Al final no pudo ser. La lluvia que cayó desde las 16:00 horas en la capital obligó ayer a suspender la salida procesional de la patrona de Granada, la Virgen de las Angustias, algo que no sucedía desde hace diez años.
Aunque a la hora prevista para la salida ya no llovía, la hermandad barajaba todo el día previsiones nada halagüeñas, lo que motivó la decisión, no entendida por muchas de las personas que en ese momento esperaban en la Carrera y que veían que con un cielo azul no iban a ver a la Virgen. Pero la decisión fue madurada y acertada en cuanto a la previsión meteorológica, que auguraba lluvia hasta la medianoche.
A las 17:00 horas caía ya el agua con fuerza. De hecho, la Plaza de Mariana Pineda, donde se iban a formar las filas de devotos con vela, estaba desierta. La poca gente que había estaba resguardada en portales o los bajos de la calle Ganivet. Ambiente opuesto al de la puerta de la Basílica, donde la gente se agolpaba con su paraguas quizá adelantando una decisión obvia.
Pero, de pronto, dejó de llover y la Policía Nacional con miembros de la hermandad comenzaron a poner las vallas que formarían el pasillo por el que tendría que discurrir la procesión. Todo se organizaba con normalidad, lo que esperanzó a la gente. No obstante, hubo problemas de organización, ya que a las 17:30 no estaba aún cortado el tráfico y la gente se resistía a no estar cerca de la puerta del templo. Hasta que, a duras penas, se cortó, pero cinco minutos antes de la hora fijada para la salida, las seis de la tarde, la Policía Local llegó y apartó de nuevo a la gente para que pasaran más coches, lo que generó gran malestar entre todos los asistentes, indignados con la organización.
El tiempo pasaba y a las seis de la tarde no se abrían las puertas. Con este gesto, y al no ver salir el largo cortejo de la procesión -unas 800 personas-, la gente comenzó a preocuparse y a intuir lo peor. "¡Que la saquen!", gritaban fuera. No fue hasta las 18:30, la hora a la que siempre sale el paso de la Virgen, cuando abrieron las puertas y tras la salva de cohetes prevista comunicaron a la Policía Nacional que retirara las vallas para que entrara la gente.
Y la noticia corrió como la pólvora entre los fieles que se agolpaban en el entorno del templo y que rompieron en aplausos al ver abrir las puertas.

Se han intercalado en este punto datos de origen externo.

//! Monitor capture backend over `xcap`.

use async_trait::async_trait;
use image::RgbaImage;
use xcap::Monitor;

use scry_core::{Result, ScryError};

use crate::source::{CaptureSource, CapturedFrame};

/// Captures the primary monitor.
///
/// `xcap` performs blocking platform calls, so the capture runs on the
/// blocking thread pool. On macOS the process needs the Screen Recording
/// permission; a refusal surfaces as a capture error.
#[derive(Debug, Default, Clone, Copy)]
pub struct MonitorCapture;

impl MonitorCapture {
    pub fn new() -> Self {
        Self
    }

    fn capture_blocking() -> Result<RgbaImage> {
        let monitors = Monitor::all()
            .map_err(|e| ScryError::capture(format!("failed to enumerate displays: {e}")))?;

        let monitor = monitors
            .into_iter()
            .next()
            .ok_or_else(|| ScryError::capture("no active display found"))?;

        let image = monitor
            .capture_image()
            .map_err(|e| ScryError::capture(e.to_string()))?;

        if image.width() == 0 || image.height() == 0 {
            return Err(ScryError::capture(
                "captured an empty frame; the platform may have denied the capture",
            ));
        }

        Ok(image)
    }
}

#[async_trait]
impl CaptureSource for MonitorCapture {
    async fn capture(&self) -> Result<CapturedFrame> {
        let image = tokio::task::spawn_blocking(Self::capture_blocking)
            .await
            .map_err(|e| ScryError::capture(format!("capture task failed: {e}")))??;

        tracing::debug!("captured {}x{} frame", image.width(), image.height());
        Ok(CapturedFrame { image })
    }
}
//! Configuration management for the edge-mirror proxy

use crate::error::{ProxyError, Result};
use crate::platform::Platform;
use serde::{Deserialize, Serialize};
use std::collections::HashMap;
use std::fs;
use std::path::Path;
use std::time::Duration;

/// Configuration for the proxy core
#[derive(Debug, Clone, Serialize, Deserialize)]
pub struct ProxyConfig {
    /// Cache lifetime advertised to clients and enforced by the in-memory
    /// store, in seconds (default: 3600 = 1 hour)
    #[serde(default = "default_cache_max_age")]
    pub cache_max_age: u64,

    /// Origin fetch timeout in seconds (default: 30)
    #[serde(default = "default_origin_timeout")]
    pub origin_timeout_secs: u64,

    /// Whether to coalesce concurrent cache misses for the same key into a
    /// single origin fetch (default: true). Correctness does not depend on
    /// this; disabling it only allows duplicate idempotent fetches.
    #[serde(default = "default_true")]
    pub coalesce_fetches: bool,

    /// Base URL of the origin backend per platform prefix,
    /// e.g. `jenkins: "https://updates.jenkins.io"`
    #[serde(default = "default_upstreams")]
    pub upstreams: HashMap<String, String>,

    /// Maximum size in bytes for the built-in memory store, 0 = unbounded
    /// (default: 0); applied by `MemoryCacheStore::from_config`
    #[serde(default)]
    pub memory_store_max_bytes: usize,
}

impl Default for ProxyConfig {
    fn default() -> Self {
        ProxyConfig {
            cache_max_age: default_cache_max_age(),
            origin_timeout_secs: default_origin_timeout(),
            coalesce_fetches: true,
            upstreams: default_upstreams(),
            memory_store_max_bytes: 0,
        }
    }
}

impl ProxyConfig {
    /// Load configuration from a YAML file
    ///
    /// # Returns
    /// * `Ok(ProxyConfig)` if the file parses and validates
    /// * `Err(ProxyError::Config)` otherwise
    pub fn from_file<P: AsRef<Path>>(path: P) -> Result<Self> {
        let contents = fs::read_to_string(path.as_ref()).map_err(|e| {
            ProxyError::Config(format!(
                "failed to read config file {}: {}",
                path.as_ref().display(),
                e
            ))
        })?;

        let config: ProxyConfig = serde_yaml::from_str(&contents)
            .map_err(|e| ProxyError::Config(format!("failed to parse config: {}", e)))?;

        config.validate()?;
        Ok(config)
    }

    /// Validate the configuration
    ///
    /// # Validation rules
    /// - `cache_max_age` and `origin_timeout_secs` must be non-zero
    /// - every known platform must have an upstream
    /// - upstream values must be absolute http(s) URLs without a trailing slash
    pub fn validate(&self) -> Result<()> {
        if self.cache_max_age == 0 {
            return Err(ProxyError::Config(
                "cache_max_age must be greater than zero".to_string(),
            ));
        }

        if self.origin_timeout_secs == 0 {
            return Err(ProxyError::Config(
                "origin_timeout_secs must be greater than zero".to_string(),
            ));
        }

        for platform in Platform::ALL {
            let upstream = self.upstreams.get(platform.prefix()).ok_or_else(|| {
                ProxyError::Config(format!(
                    "missing upstream for platform '{}'",
                    platform.prefix()
                ))
            })?;

            if !upstream.starts_with("http://") && !upstream.starts_with("https://") {
                return Err(ProxyError::Config(format!(
                    "upstream for '{}' must be an absolute http(s) URL, got '{}'",
                    platform.prefix(),
                    upstream
                )));
            }
            if upstream.ends_with('/') {
                return Err(ProxyError::Config(format!(
                    "upstream for '{}' must not end with '/', got '{}'",
                    platform.prefix(),
                    upstream
                )));
            }
        }

        Ok(())
    }

    /// Origin fetch timeout as a `Duration`
    pub fn origin_timeout(&self) -> Duration {
        Duration::from_secs(self.origin_timeout_secs)
    }

    /// Cache entry lifetime as a `Duration`
    pub fn cache_ttl(&self) -> Duration {
        Duration::from_secs(self.cache_max_age)
    }

    /// Upstream base URL for a platform; validated configs always have one
    pub fn upstream_for(&self, platform: Platform) -> Result<&str> {
        self.upstreams
            .get(platform.prefix())
            .map(String::as_str)
            .ok_or_else(|| {
                ProxyError::Config(format!("missing upstream for platform '{}'", platform))
            })
    }
}

// Default value functions for serde

fn default_cache_max_age() -> u64 {
    3600 // 1 hour
}

fn default_origin_timeout() -> u64 {
    30
}

fn default_true() -> bool {
    true
}

fn default_upstreams() -> HashMap<String, String> {
    HashMap::from([
        (
            "jenkins".to_string(),
            "https://updates.jenkins.io".to_string(),
        ),
        ("node".to_string(), "https://nodejs.org".to_string()),
        ("python".to_string(), "https://pypi.org".to_string()),
    ])
}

Dentro, el ambiente era relajado tras tomar una decisión, según el secretario general de la hermandad, Valeriano Arias, "muy dura". A las 17:30 determinaron suspender finalmente la salida ya que "las previsiones meteorológicas daban un 70, 80 y 90 por ciento de probabilidad de lluvia". Hablaron con el Aeropuerto y con Armilla y todos los presagios eran malos, por lo que había una única salida: suspenderla.
Lo que más molestó a la gente es que no se sacara, como otras veces hace años, hasta la puerta para que pudieran verla las miles de personas que desde la provincia y otros puntos de España esperaban este gran día. En cambio, la hermandad y el párroco decidieron mantener abierta la iglesia "hasta que haya una persona que quiera verla". "No es justo. Podrían haber salido y si llueve darse la vuelta o ir a la Catedral", aseguraba Francisco Díaz entre el bullicio de gente que se agolpó en los primeros minutos ante la Virgen. Una opinión que se escuchaba en todos los grupos de fieles que entraban a la Basílica, que en un minuto quedó abarrotada.
La imagen estaba colocada a la izquierda del altar mayor y los horquilleros entregaban miles de estampas y dípticos con la imagen de la Patrona. Y por megafonía, continuos rezos y vivas a la Virgen de las Angustias.
Antes, en un acto íntimo, se comunicaba a los hermanos la decisión y el arzobispo, Francisco Javier Martínez, dirigía unas palabras ante la presencia de representación municipal, con el alcalde; Diputación; el Madoc y hermandades de Semana Santa, entre otros.
El paseo cadencioso de la imagen y el desfile de autoridades y los 800 hermanos que forman cada año el cortejo oficial, quedaron sustituidos este último domingo de septiembre de 2008 por rezos, peticiones internas y miles de visitas a la Patrona, pero a resguardo. El año que viene será, si la meteorología lo permite.